* **EXERCISE BRIEF**:
Return the entries below in full. Keep every word as it is.

* **STORED DATA**:
********************
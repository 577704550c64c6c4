//! # Validation Module
//!
//! Input checks run by the forms before anything is sent.
//!
//! The console deliberately checks very little: presence of required
//! fields, and on the reset-password page that both password entries agree.
//! Uniqueness, formats and referential integrity are the server's job.
//!
//! ## Usage
//! ```rust
//! use depot_core::validation::require;
//!
//! assert_eq!(require("name", "  Ohio ").unwrap(), "Ohio");
//! assert!(require("code", "   ").is_err());
//! ```

use crate::error::ValidationError;

/// Result type for validation operations.
pub type ValidationResult<T> = Result<T, ValidationError>;

/// Checks that a required text field is present, returning it trimmed.
pub fn require(field: &str, value: &str) -> ValidationResult<String> {
    let value = value.trim();

    if value.is_empty() {
        return Err(ValidationError::Required {
            field: field.to_string(),
        });
    }

    Ok(value.to_string())
}

/// Validates a login form.
pub fn validate_login(email: &str, password: &str) -> ValidationResult<(String, String)> {
    let email = require("email", email)?;
    if password.is_empty() {
        return Err(ValidationError::Required {
            field: "password".to_string(),
        });
    }
    Ok((email, password.to_string()))
}

/// Validates the reset-password form and returns the new password.
///
/// Passwords are compared exactly; surrounding whitespace is significant.
pub fn validate_password_reset(token: &str, password: &str, confirm: &str) -> ValidationResult<String> {
    require("token", token)?;

    if password.is_empty() {
        return Err(ValidationError::Required {
            field: "password".to_string(),
        });
    }

    if password != confirm {
        return Err(ValidationError::PasswordMismatch);
    }

    Ok(password.to_string())
}

#[cfg(test)]
mod tests {
    use super::*;

    #[test]
    fn test_require() {
        assert_eq!(require("name", "Ohio").unwrap(), "Ohio");
        assert_eq!(require("name", "  Ohio  ").unwrap(), "Ohio");
        assert!(matches!(
            require("name", ""),
            Err(ValidationError::Required { field }) if field == "name"
        ));
        assert!(require("name", " \t ").is_err());
    }

    #[test]
    fn test_validate_login() {
        let (email, password) = validate_login(" ops@example.com ", "secret").unwrap();
        assert_eq!(email, "ops@example.com");
        assert_eq!(password, "secret");
        assert!(validate_login("", "secret").is_err());
        assert!(validate_login("ops@example.com", "").is_err());
    }

    #[test]
    fn test_validate_password_reset() {
        assert_eq!(validate_password_reset("tok", "hunter2", "hunter2").unwrap(), "hunter2");
        assert!(matches!(
            validate_password_reset("tok", "hunter2", "hunter3"),
            Err(ValidationError::PasswordMismatch)
        ));
        assert!(validate_password_reset("", "a", "a").is_err());
        assert!(validate_password_reset("tok", "", "").is_err());
    }
}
********************
* **RESPONSE**:
repository 577704550c64c6c4
//! # Validation Module
//!
//! Input checks run by the forms before anything is sent.
//!
//! The console deliberately checks very little: presence of required
//! fields, and on the reset-password page that both password entries agree.
//! Uniqueness, formats and referential integrity are the server's job.
//!
//! ## Usage
//! ```rust
//! use depot_core::validation::require;
//!
//! assert_eq!(require("name", "  Ohio ").unwrap(), "Ohio");
//! assert!(require("code", "   ").is_err());
//! ```

use crate::error::ValidationError;

/// Result type for validation operations.
pub type ValidationResult<T> = Result<T, ValidationError>;

/// Checks that a required text field is present, returning it trimmed.
pub fn require(field: &str, value: &str) -> ValidationResult<String> {
    let value = value.trim();

    if value.is_empty() {
        return Err(ValidationError::Required {
            field: field.to_string(),
        });
    }

    Ok(value.to_string())
}

/// Validates a login form.
pub fn validate_login(email: &str, password: &str) -> ValidationResult<(String, String)> {
    let email = require("email", email)?;
    if password.is_empty() {
        return Err(ValidationError::Required {
            field: "password".to_string(),
        });
    }
    Ok((email, password.to_string()))
}

/// Validates the reset-password form and returns the new password.
///
/// Passwords are compared exactly; surrounding whitespace is significant.
pub fn validate_password_reset(token: &str, password: &str, confirm: &str) -> ValidationResult<String> {
    require("token", token)?;

    if password.is_empty() {
        return Err(ValidationError::Required {
            field: "password".to_string(),
        });
    }

    if password != confirm {
        return Err(ValidationError::PasswordMismatch);
    }

    Ok(password.to_string())
}

#[cfg(test)]
mod tests {
    use super::*;

    #[test]
    fn test_require() {
        assert_eq!(require("name", "Ohio").unwrap(), "Ohio");
        assert_eq!(require("name", "  Ohio  ").unwrap(), "Ohio");
        assert!(matches!(
            require("name", ""),
            Err(ValidationError::Required { field }) if field == "name"
        ));
        assert!(require("name", " \t ").is_err());
    }

    #[test]
    fn test_validate_login() {
        let (email, password) = validate_login(" ops@example.com ", "secret").unwrap();
        assert_eq!(email, "ops@example.com");
        assert_eq!(password, "secret");
        assert!(validate_login("", "secret").is_err());
        assert!(validate_login("ops@example.com", "").is_err());
    }

    #[test]
    fn test_validate_password_reset() {
        assert_eq!(validate_password_reset("tok", "hunter2", "hunter2").unwrap(), "hunter2");
        assert!(matches!(
            validate_password_reset("tok", "hunter2", "hunter3"),
            Err(ValidationError::PasswordMismatch)
        ));
        assert!(validate_password_reset("", "a", "a").is_err());
        assert!(validate_password_reset("tok", "", "").is_err());
    }
}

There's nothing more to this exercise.